Collected data entries:
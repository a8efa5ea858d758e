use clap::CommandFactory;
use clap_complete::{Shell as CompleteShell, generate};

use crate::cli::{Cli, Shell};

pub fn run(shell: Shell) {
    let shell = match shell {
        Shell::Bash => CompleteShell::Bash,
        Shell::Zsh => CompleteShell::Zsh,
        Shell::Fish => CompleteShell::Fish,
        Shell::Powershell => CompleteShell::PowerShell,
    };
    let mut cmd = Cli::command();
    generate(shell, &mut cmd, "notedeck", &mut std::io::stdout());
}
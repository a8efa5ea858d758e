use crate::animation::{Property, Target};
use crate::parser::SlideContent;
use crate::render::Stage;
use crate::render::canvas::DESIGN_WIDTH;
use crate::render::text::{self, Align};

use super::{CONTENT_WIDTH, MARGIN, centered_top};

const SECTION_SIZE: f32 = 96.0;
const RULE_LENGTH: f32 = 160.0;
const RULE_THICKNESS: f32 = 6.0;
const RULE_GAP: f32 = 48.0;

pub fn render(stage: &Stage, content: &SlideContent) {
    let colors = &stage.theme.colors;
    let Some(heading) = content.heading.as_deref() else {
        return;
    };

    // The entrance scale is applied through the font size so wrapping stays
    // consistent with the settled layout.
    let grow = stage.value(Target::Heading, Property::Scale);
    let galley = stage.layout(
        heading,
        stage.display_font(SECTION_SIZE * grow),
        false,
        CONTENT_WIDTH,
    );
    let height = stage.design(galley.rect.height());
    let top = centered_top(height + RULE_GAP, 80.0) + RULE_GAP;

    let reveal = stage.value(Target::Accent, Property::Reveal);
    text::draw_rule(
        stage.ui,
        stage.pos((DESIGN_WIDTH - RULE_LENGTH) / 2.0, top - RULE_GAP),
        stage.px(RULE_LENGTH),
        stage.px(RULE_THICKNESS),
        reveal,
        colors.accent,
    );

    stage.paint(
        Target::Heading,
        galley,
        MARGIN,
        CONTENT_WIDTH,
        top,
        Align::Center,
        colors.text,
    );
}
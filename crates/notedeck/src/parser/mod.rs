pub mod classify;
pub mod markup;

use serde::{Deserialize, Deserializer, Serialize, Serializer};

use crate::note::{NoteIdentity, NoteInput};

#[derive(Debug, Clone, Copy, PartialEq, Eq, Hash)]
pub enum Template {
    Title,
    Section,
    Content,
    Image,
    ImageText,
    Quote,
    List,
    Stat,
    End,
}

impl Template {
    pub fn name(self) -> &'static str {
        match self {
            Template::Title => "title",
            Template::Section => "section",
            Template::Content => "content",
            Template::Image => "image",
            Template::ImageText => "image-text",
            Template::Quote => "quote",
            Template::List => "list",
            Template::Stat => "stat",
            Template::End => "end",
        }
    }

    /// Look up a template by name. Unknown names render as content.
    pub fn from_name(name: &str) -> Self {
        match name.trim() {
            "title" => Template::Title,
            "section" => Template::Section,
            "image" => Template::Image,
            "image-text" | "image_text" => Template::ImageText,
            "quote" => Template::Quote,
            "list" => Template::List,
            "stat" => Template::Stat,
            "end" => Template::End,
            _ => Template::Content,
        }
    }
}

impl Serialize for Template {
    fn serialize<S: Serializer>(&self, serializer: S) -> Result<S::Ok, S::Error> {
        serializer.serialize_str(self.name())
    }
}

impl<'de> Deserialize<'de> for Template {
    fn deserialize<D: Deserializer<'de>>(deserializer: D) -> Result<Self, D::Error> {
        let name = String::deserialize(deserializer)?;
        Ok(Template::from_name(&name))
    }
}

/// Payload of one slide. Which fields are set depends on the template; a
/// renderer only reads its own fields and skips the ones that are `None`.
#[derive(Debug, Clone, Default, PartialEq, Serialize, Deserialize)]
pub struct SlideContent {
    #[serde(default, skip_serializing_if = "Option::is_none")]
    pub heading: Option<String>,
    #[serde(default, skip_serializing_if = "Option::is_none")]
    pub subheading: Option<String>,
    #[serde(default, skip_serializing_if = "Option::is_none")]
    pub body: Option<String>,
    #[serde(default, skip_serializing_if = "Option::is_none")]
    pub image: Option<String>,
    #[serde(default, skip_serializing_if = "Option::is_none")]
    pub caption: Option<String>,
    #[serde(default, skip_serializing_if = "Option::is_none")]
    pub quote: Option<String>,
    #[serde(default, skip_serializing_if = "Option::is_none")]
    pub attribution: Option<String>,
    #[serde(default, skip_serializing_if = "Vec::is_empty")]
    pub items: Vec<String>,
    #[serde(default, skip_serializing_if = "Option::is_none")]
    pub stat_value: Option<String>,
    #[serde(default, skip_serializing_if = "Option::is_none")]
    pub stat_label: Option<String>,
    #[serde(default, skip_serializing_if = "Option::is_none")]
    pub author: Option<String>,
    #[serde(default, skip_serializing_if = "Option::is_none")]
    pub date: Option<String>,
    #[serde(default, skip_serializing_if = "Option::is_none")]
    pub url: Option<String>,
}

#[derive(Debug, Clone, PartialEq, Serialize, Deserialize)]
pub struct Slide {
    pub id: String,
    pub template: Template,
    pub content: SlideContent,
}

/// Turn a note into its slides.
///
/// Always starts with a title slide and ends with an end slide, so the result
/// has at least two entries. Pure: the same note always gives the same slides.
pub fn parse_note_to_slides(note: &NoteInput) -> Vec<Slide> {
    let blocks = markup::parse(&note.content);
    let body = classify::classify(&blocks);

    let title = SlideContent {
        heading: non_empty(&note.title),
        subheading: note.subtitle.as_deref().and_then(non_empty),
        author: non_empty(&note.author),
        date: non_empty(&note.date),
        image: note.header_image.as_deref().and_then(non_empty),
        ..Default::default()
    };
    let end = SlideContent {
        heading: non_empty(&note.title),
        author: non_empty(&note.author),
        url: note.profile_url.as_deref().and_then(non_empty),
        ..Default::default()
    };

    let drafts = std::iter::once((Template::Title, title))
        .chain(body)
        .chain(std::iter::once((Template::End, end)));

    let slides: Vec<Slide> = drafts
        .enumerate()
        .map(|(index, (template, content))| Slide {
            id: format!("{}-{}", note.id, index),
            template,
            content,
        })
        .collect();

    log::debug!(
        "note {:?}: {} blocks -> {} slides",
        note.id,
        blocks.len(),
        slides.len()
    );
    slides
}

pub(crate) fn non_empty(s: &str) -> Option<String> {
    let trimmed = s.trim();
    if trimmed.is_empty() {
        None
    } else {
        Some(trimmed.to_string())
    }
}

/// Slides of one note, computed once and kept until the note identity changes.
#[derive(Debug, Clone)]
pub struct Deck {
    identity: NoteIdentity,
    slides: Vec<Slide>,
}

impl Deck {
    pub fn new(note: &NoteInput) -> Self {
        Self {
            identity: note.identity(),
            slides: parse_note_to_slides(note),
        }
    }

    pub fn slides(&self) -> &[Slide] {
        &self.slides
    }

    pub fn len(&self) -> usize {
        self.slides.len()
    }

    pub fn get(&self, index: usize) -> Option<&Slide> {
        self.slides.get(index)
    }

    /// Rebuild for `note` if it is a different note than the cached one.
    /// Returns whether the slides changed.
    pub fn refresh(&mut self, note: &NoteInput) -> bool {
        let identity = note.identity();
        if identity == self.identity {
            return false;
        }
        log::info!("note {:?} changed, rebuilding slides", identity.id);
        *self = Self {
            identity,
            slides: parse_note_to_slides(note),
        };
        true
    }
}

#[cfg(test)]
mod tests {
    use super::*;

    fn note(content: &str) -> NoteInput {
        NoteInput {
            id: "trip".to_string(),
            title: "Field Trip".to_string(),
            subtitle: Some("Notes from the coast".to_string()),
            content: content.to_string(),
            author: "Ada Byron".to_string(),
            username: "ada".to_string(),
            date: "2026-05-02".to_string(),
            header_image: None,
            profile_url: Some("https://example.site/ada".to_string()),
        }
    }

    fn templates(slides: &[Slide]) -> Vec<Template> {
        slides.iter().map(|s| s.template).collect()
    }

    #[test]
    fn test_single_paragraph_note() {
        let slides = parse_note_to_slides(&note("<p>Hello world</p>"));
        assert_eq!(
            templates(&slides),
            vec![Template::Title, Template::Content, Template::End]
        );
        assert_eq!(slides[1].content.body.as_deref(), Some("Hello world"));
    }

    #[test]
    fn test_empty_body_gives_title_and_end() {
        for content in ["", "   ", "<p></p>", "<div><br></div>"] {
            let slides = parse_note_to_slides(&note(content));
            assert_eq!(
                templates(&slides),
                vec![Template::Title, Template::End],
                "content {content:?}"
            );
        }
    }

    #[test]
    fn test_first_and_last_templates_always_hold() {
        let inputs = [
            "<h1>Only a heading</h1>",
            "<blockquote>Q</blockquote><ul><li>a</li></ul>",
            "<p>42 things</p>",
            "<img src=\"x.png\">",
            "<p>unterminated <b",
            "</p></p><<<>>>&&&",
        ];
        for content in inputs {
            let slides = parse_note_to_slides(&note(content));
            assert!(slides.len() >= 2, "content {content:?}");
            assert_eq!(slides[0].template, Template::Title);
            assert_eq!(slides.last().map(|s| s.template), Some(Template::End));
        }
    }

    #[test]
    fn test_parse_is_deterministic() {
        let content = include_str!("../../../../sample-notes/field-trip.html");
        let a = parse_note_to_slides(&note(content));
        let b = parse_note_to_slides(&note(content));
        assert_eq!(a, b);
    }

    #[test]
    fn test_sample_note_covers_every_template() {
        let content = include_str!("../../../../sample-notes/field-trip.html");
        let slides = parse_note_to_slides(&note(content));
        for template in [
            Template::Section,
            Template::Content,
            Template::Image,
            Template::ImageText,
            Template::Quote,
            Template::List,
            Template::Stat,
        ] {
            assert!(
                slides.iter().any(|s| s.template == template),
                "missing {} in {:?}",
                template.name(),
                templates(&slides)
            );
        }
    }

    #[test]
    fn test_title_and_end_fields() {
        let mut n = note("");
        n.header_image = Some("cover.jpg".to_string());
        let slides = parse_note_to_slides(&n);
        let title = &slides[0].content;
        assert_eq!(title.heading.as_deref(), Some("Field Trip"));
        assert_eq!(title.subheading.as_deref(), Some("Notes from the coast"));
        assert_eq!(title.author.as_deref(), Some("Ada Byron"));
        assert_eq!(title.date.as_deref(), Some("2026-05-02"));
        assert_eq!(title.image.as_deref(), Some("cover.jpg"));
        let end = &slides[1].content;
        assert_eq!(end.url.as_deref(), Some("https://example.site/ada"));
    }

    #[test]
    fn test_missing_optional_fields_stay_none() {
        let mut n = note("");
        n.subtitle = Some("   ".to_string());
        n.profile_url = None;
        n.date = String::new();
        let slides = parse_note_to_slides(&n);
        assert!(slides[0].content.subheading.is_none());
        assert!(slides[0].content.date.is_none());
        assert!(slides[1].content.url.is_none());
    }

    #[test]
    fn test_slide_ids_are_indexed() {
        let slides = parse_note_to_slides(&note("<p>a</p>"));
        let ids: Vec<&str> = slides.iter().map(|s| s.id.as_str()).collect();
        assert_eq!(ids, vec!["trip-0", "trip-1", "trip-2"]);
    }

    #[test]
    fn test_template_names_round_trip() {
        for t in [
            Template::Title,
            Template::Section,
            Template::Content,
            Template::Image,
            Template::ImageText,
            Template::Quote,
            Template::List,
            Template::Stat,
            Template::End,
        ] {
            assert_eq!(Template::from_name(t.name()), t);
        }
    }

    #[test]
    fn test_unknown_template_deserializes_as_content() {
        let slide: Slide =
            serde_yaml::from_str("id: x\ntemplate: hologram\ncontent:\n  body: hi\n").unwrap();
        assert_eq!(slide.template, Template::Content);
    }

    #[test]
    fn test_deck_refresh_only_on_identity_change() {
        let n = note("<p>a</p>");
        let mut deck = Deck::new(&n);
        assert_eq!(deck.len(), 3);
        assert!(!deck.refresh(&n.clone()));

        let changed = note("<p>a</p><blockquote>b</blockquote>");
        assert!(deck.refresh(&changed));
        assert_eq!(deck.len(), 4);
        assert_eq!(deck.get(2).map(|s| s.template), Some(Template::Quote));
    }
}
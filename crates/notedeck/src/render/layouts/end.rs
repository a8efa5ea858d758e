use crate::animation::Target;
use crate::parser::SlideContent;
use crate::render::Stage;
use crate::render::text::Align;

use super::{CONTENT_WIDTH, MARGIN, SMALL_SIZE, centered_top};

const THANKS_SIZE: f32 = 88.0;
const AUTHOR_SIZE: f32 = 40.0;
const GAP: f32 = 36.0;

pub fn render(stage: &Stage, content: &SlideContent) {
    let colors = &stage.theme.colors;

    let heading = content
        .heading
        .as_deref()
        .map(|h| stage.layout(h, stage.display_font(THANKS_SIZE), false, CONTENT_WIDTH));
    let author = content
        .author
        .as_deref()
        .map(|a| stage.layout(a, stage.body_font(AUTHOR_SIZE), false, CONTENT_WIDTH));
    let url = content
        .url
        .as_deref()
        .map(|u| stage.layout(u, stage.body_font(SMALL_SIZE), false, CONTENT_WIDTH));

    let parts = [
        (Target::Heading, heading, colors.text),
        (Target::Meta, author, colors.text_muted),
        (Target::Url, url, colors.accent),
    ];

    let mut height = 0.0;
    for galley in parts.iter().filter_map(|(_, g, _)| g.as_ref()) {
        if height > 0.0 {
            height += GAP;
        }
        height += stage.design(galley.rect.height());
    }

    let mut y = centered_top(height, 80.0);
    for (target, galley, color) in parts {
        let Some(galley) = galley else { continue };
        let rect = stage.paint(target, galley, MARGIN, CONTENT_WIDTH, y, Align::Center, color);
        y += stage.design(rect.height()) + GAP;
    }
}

Problem details
In the records above, find each line that holds the word "https"; copy all such lines.

Response below
            profile_url: Some("https://example.site/ada".to_string()),
        assert_eq!(end.url.as_deref(), Some("https://example.site/ada"));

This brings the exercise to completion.